# [TASK OBJECTIVE]
The whole listing, repeated exactly, is what this task asks for.

╔══

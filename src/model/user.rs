use serde::Serialize;
use sqlx::FromRow;
use utoipa::ToSchema;

use super::role::Role;

/// Column list decoding into [`UserRow`].
pub const USER_COLUMNS: &str = "CAST(id AS UNSIGNED) AS id, email, password, \
     CAST(COALESCE(isAdmin, 0) AS SIGNED) AS is_admin, \
     CAST(COALESCE(isDosen, 0) AS SIGNED) AS is_dosen, fingerprint";

/// Column list decoding into [`MahasiswaRow`].
pub const MAHASISWA_COLUMNS: &str = "CAST(id AS UNSIGNED) AS id, CAST(nim AS CHAR) AS nim, \
     CAST(nama AS CHAR) AS nama, CAST(kelas AS CHAR) AS kelas, \
     CAST(createdAt AS CHAR) AS created_at, CAST(updatedAt AS CHAR) AS updated_at";

/// `users` row; flags are selected as signed integers so any TINYINT/BIT layout decodes.
#[derive(Debug, FromRow)]
pub struct UserRow {
    pub id: u64,
    pub email: String,
    pub password: String,
    pub is_admin: i64,
    pub is_dosen: i64,
    pub fingerprint: Option<String>,
}

impl UserRow {
    pub fn role(&self) -> Role {
        Role::from_flags(self.is_admin != 0, self.is_dosen != 0)
    }
}

#[derive(Debug, FromRow)]
pub struct MahasiswaRow {
    pub id: u64,
    pub nim: Option<String>,
    pub nama: Option<String>,
    pub kelas: Option<String>,
    pub created_at: Option<String>,
    pub updated_at: Option<String>,
}

/// User record as returned to the scanner device
#[derive(Debug, Serialize, ToSchema)]
#[serde(rename_all = "camelCase")]
pub struct UserResponse {
    pub id: u64,
    pub email: String,
    pub is_admin: u8,
    pub is_dosen: u8,
    pub fingerprint: Option<String>,
    pub mahasiswa_id: Option<u64>,
    pub nim: Option<String>,
    pub nama: Option<String>,
    pub kelas: Option<String>,
    pub created_at: Option<String>,
    pub updated_at: Option<String>,
}

impl UserResponse {
    pub fn new(user: UserRow, student: Option<MahasiswaRow>) -> Self {
        let mut response = Self {
            id: user.id,
            email: user.email,
            is_admin: (user.is_admin != 0) as u8,
            is_dosen: (user.is_dosen != 0) as u8,
            fingerprint: user.fingerprint,
            mahasiswa_id: None,
            nim: None,
            nama: None,
            kelas: None,
            created_at: None,
            updated_at: None,
        };

        if let Some(student) = student {
            response.mahasiswa_id = Some(student.id);
            response.nim = student.nim;
            response.nama = student.nama;
            response.kelas = student.kelas;
            response.created_at = student.created_at;
            response.updated_at = student.updated_at;
        }

        response
    }
}
//! Rules command implementation.

use anyhow::{Context, Result};
use poly_lint_core::{normalize_version, resolve, Language, ParserOptions};
use poly_lint_rules::default_catalog;
use std::collections::BTreeMap;

/// Prints the effective rule set for a language and version as JSON.
pub fn run(language: Language, ecma_version: Option<u32>) -> Result<()> {
    let options = ParserOptions {
        ecma_version,
        ..ParserOptions::default()
    };
    let version = normalize_version(&options);
    let resolved = resolve(default_catalog(), language, version, &BTreeMap::new());

    tracing::info!(
        "{} rules configured for {} at version {}",
        resolved.len(),
        language,
        version
    );

    let json = serde_json::to_string_pretty(&resolved).context("Failed to encode rule set")?;
    println!("{json}");

    Ok(())
}
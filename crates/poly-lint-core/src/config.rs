//! Caller-facing configuration types.

use crate::catalog::RuleValue;
use serde::{Deserialize, Serialize};
use std::collections::BTreeMap;
use std::path::PathBuf;

/// One unit of work handed to the pipeline: a set of file patterns plus
/// the options applied to every file they match.
#[derive(Debug, Clone, Default, Serialize, Deserialize)]
#[serde(rename_all = "kebab-case")]
pub struct InputGroup {
    /// File-path patterns to lint (glob syntax).
    pub src: Vec<String>,

    /// Free-form environment predefineds, a single name or a list.
    #[serde(default, skip_serializing_if = "Option::is_none")]
    pub envs: Option<Envs>,

    /// Dialect hint for the scenario adapter's keyword set.
    #[serde(default, skip_serializing_if = "Option::is_none")]
    pub default_dialect: Option<String>,

    /// Write fixed content back to the original files.
    #[serde(default)]
    pub fix: bool,

    /// Additional global identifiers to predefine.
    #[serde(default, skip_serializing_if = "Vec::is_empty")]
    pub globals: Vec<String>,

    /// Language-version and module-mode hints.
    #[serde(default)]
    pub parser_options: ParserOptions,

    /// Raw rule overrides, merged last with the highest precedence.
    #[serde(default, skip_serializing_if = "BTreeMap::is_empty")]
    pub rules: BTreeMap<String, RuleValue>,

    /// Additional rule-plugin namespaces merged with the fixed defaults.
    #[serde(default, skip_serializing_if = "Vec::is_empty")]
    pub plugins: Vec<String>,
}

impl InputGroup {
    /// Creates a group for the given source patterns with default options.
    #[must_use]
    pub fn new<I, S>(src: I) -> Self
    where
        I: IntoIterator<Item = S>,
        S: Into<String>,
    {
        Self {
            src: src.into_iter().map(Into::into).collect(),
            ..Self::default()
        }
    }

    /// Enables or disables fix application.
    #[must_use]
    pub fn fix(mut self, fix: bool) -> Self {
        self.fix = fix;
        self
    }

    /// Sets the parser options.
    #[must_use]
    pub fn parser_options(mut self, parser_options: ParserOptions) -> Self {
        self.parser_options = parser_options;
        self
    }

    /// Adds a rule override.
    #[must_use]
    pub fn rule(mut self, name: impl Into<String>, value: RuleValue) -> Self {
        self.rules.insert(name.into(), value);
        self
    }
}

/// Environment predefineds: a single name or a collection of names.
#[derive(Debug, Clone, Serialize, Deserialize)]
#[serde(untagged)]
pub enum Envs {
    /// One environment name.
    One(String),
    /// Several environment names.
    Many(Vec<String>),
}

impl Envs {
    /// Iterates over the configured environment names.
    pub fn iter(&self) -> impl Iterator<Item = &str> {
        match self {
            Self::One(name) => std::slice::from_ref(name).iter(),
            Self::Many(names) => names.iter(),
        }
        .map(String::as_str)
    }
}

/// How source files should be interpreted.
#[derive(Debug, Clone, Copy, Default, PartialEq, Eq, Serialize, Deserialize)]
#[serde(rename_all = "lowercase")]
pub enum SourceType {
    /// Top-level code in script mode.
    #[default]
    Script,
    /// Module syntax requested.
    Module,
}

/// Language-version and module-mode hints for the per-language adapters.
#[derive(Debug, Clone, Default, Serialize, Deserialize)]
#[serde(rename_all = "kebab-case")]
pub struct ParserOptions {
    /// Requested language version, either a small ordinal or a
    /// calendar-style year (normalized by the resolver).
    #[serde(default, skip_serializing_if = "Option::is_none")]
    pub ecma_version: Option<u32>,

    /// Module-mode hint; influences the inferred default version.
    #[serde(default)]
    pub source_type: SourceType,

    /// Project manifest for typed-language whole-program checking.
    #[serde(default, skip_serializing_if = "Option::is_none")]
    pub project: Option<PathBuf>,
}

╚══

# [ANSWER TO THIS PROBLEM]
filename src/model/user.rs
use serde::Serialize;
use sqlx::FromRow;
use utoipa::ToSchema;

use super::role::Role;

/// Column list decoding into [`UserRow`].
pub const USER_COLUMNS: &str = "CAST(id AS UNSIGNED) AS id, email, password, \
     CAST(COALESCE(isAdmin, 0) AS SIGNED) AS is_admin, \
     CAST(COALESCE(isDosen, 0) AS SIGNED) AS is_dosen, fingerprint";

/// Column list decoding into [`MahasiswaRow`].
pub const MAHASISWA_COLUMNS: &str = "CAST(id AS UNSIGNED) AS id, CAST(nim AS CHAR) AS nim, \
     CAST(nama AS CHAR) AS nama, CAST(kelas AS CHAR) AS kelas, \
     CAST(createdAt AS CHAR) AS created_at, CAST(updatedAt AS CHAR) AS updated_at";

/// `users` row; flags are selected as signed integers so any TINYINT/BIT layout decodes.
#[derive(Debug, FromRow)]
pub struct UserRow {
    pub id: u64,
    pub email: String,
    pub password: String,
    pub is_admin: i64,
    pub is_dosen: i64,
    pub fingerprint: Option<String>,
}

impl UserRow {
    pub fn role(&self) -> Role {
        Role::from_flags(self.is_admin != 0, self.is_dosen != 0)
    }
}

#[derive(Debug, FromRow)]
pub struct MahasiswaRow {
    pub id: u64,
    pub nim: Option<String>,
    pub nama: Option<String>,
    pub kelas: Option<String>,
    pub created_at: Option<String>,
    pub updated_at: Option<String>,
}

/// User record as returned to the scanner device
#[derive(Debug, Serialize, ToSchema)]
#[serde(rename_all = "camelCase")]
pub struct UserResponse {
    pub id: u64,
    pub email: String,
    pub is_admin: u8,
    pub is_dosen: u8,
    pub fingerprint: Option<String>,
    pub mahasiswa_id: Option<u64>,
    pub nim: Option<String>,
    pub nama: Option<String>,
    pub kelas: Option<String>,
    pub created_at: Option<String>,
    pub updated_at: Option<String>,
}

impl UserResponse {
    pub fn new(user: UserRow, student: Option<MahasiswaRow>) -> Self {
        let mut response = Self {
            id: user.id,
            email: user.email,
            is_admin: (user.is_admin != 0) as u8,
            is_dosen: (user.is_dosen != 0) as u8,
            fingerprint: user.fingerprint,
            mahasiswa_id: None,
            nim: None,
            nama: None,
            kelas: None,
            created_at: None,
            updated_at: None,
        };

        if let Some(student) = student {
            response.mahasiswa_id = Some(student.id);
            response.nim = student.nim;
            response.nama = student.nama;
            response.kelas = student.kelas;
            response.created_at = student.created_at;
            response.updated_at = student.updated_at;
        }

        response
    }
}
//! Rules command implementation.

use anyhow::{Context, Result};
use poly_lint_core::{normalize_version, resolve, Language, ParserOptions};
use poly_lint_rules::default_catalog;
use std::collections::BTreeMap;

/// Prints the effective rule set for a language and version as JSON.
pub fn run(language: Language, ecma_version: Option<u32>) -> Result<()> {
    let options = ParserOptions {
        ecma_version,
        ..ParserOptions::default()
    };
    let version = normalize_version(&options);
    let resolved = resolve(default_catalog(), language, version, &BTreeMap::new());

    tracing::info!(
        "{} rules configured for {} at version {}",
        resolved.len(),
        language,
        version
    );

    let json = serde_json::to_string_pretty(&resolved).context("Failed to encode rule set")?;
    println!("{json}");

    Ok(())
}
filename crates/poly-lint-core/src/config.rs
//! Caller-facing configuration types.

use crate::catalog::RuleValue;
use serde::{Deserialize, Serialize};
use std::collections::BTreeMap;
use std::path::PathBuf;

/// One unit of work handed to the pipeline: a set of file patterns plus
/// the options applied to every file they match.
#[derive(Debug, Clone, Default, Serialize, Deserialize)]
#[serde(rename_all = "kebab-case")]
pub struct InputGroup {
    /// File-path patterns to lint (glob syntax).
    pub src: Vec<String>,

    /// Free-form environment predefineds, a single name or a list.
    #[serde(default, skip_serializing_if = "Option::is_none")]
    pub envs: Option<Envs>,

    /// Dialect hint for the scenario adapter's keyword set.
    #[serde(default, skip_serializing_if = "Option::is_none")]
    pub default_dialect: Option<String>,

    /// Write fixed content back to the original files.
    #[serde(default)]
    pub fix: bool,

    /// Additional global identifiers to predefine.
    #[serde(default, skip_serializing_if = "Vec::is_empty")]
    pub globals: Vec<String>,

    /// Language-version and module-mode hints.
    #[serde(default)]
    pub parser_options: ParserOptions,

    /// Raw rule overrides, merged last with the highest precedence.
    #[serde(default, skip_serializing_if = "BTreeMap::is_empty")]
    pub rules: BTreeMap<String, RuleValue>,

    /// Additional rule-plugin namespaces merged with the fixed defaults.
    #[serde(default, skip_serializing_if = "Vec::is_empty")]
    pub plugins: Vec<String>,
}

impl InputGroup {
    /// Creates a group for the given source patterns with default options.
    #[must_use]
    pub fn new<I, S>(src: I) -> Self
    where
        I: IntoIterator<Item = S>,
        S: Into<String>,
    {
        Self {
            src: src.into_iter().map(Into::into).collect(),
            ..Self::default()
        }
    }

    /// Enables or disables fix application.
    #[must_use]
    pub fn fix(mut self, fix: bool) -> Self {
        self.fix = fix;
        self
    }

    /// Sets the parser options.
    #[must_use]
    pub fn parser_options(mut self, parser_options: ParserOptions) -> Self {
        self.parser_options = parser_options;
        self
    }

    /// Adds a rule override.
    #[must_use]
    pub fn rule(mut self, name: impl Into<String>, value: RuleValue) -> Self {
        self.rules.insert(name.into(), value);
        self
    }
}

/// Environment predefineds: a single name or a collection of names.
#[derive(Debug, Clone, Serialize, Deserialize)]
#[serde(untagged)]
pub enum Envs {
    /// One environment name.
    One(String),
    /// Several environment names.
    Many(Vec<String>),
}

impl Envs {
    /// Iterates over the configured environment names.
    pub fn iter(&self) -> impl Iterator<Item = &str> {
        match self {
            Self::One(name) => std::slice::from_ref(name).iter(),
            Self::Many(names) => names.iter(),
        }
        .map(String::as_str)
    }
}

/// How source files should be interpreted.
#[derive(Debug, Clone, Copy, Default, PartialEq, Eq, Serialize, Deserialize)]
#[serde(rename_all = "lowercase")]
pub enum SourceType {
    /// Top-level code in script mode.
    #[default]
    Script,
    /// Module syntax requested.
    Module,
}

/// Language-version and module-mode hints for the per-language adapters.
#[derive(Debug, Clone, Default, Serialize, Deserialize)]
#[serde(rename_all = "kebab-case")]
pub struct ParserOptions {
    /// Requested language version, either a small ordinal or a
    /// calendar-style year (normalized by the resolver).
    #[serde(default, skip_serializing_if = "Option::is_none")]
    pub ecma_version: Option<u32>,

    /// Module-mode hint; influences the inferred default version.
    #[serde(default)]
    pub source_type: SourceType,

    /// Project manifest for typed-language whole-program checking.
    #[serde(default, skip_serializing_if = "Option::is_none")]
    pub project: Option<PathBuf>,
}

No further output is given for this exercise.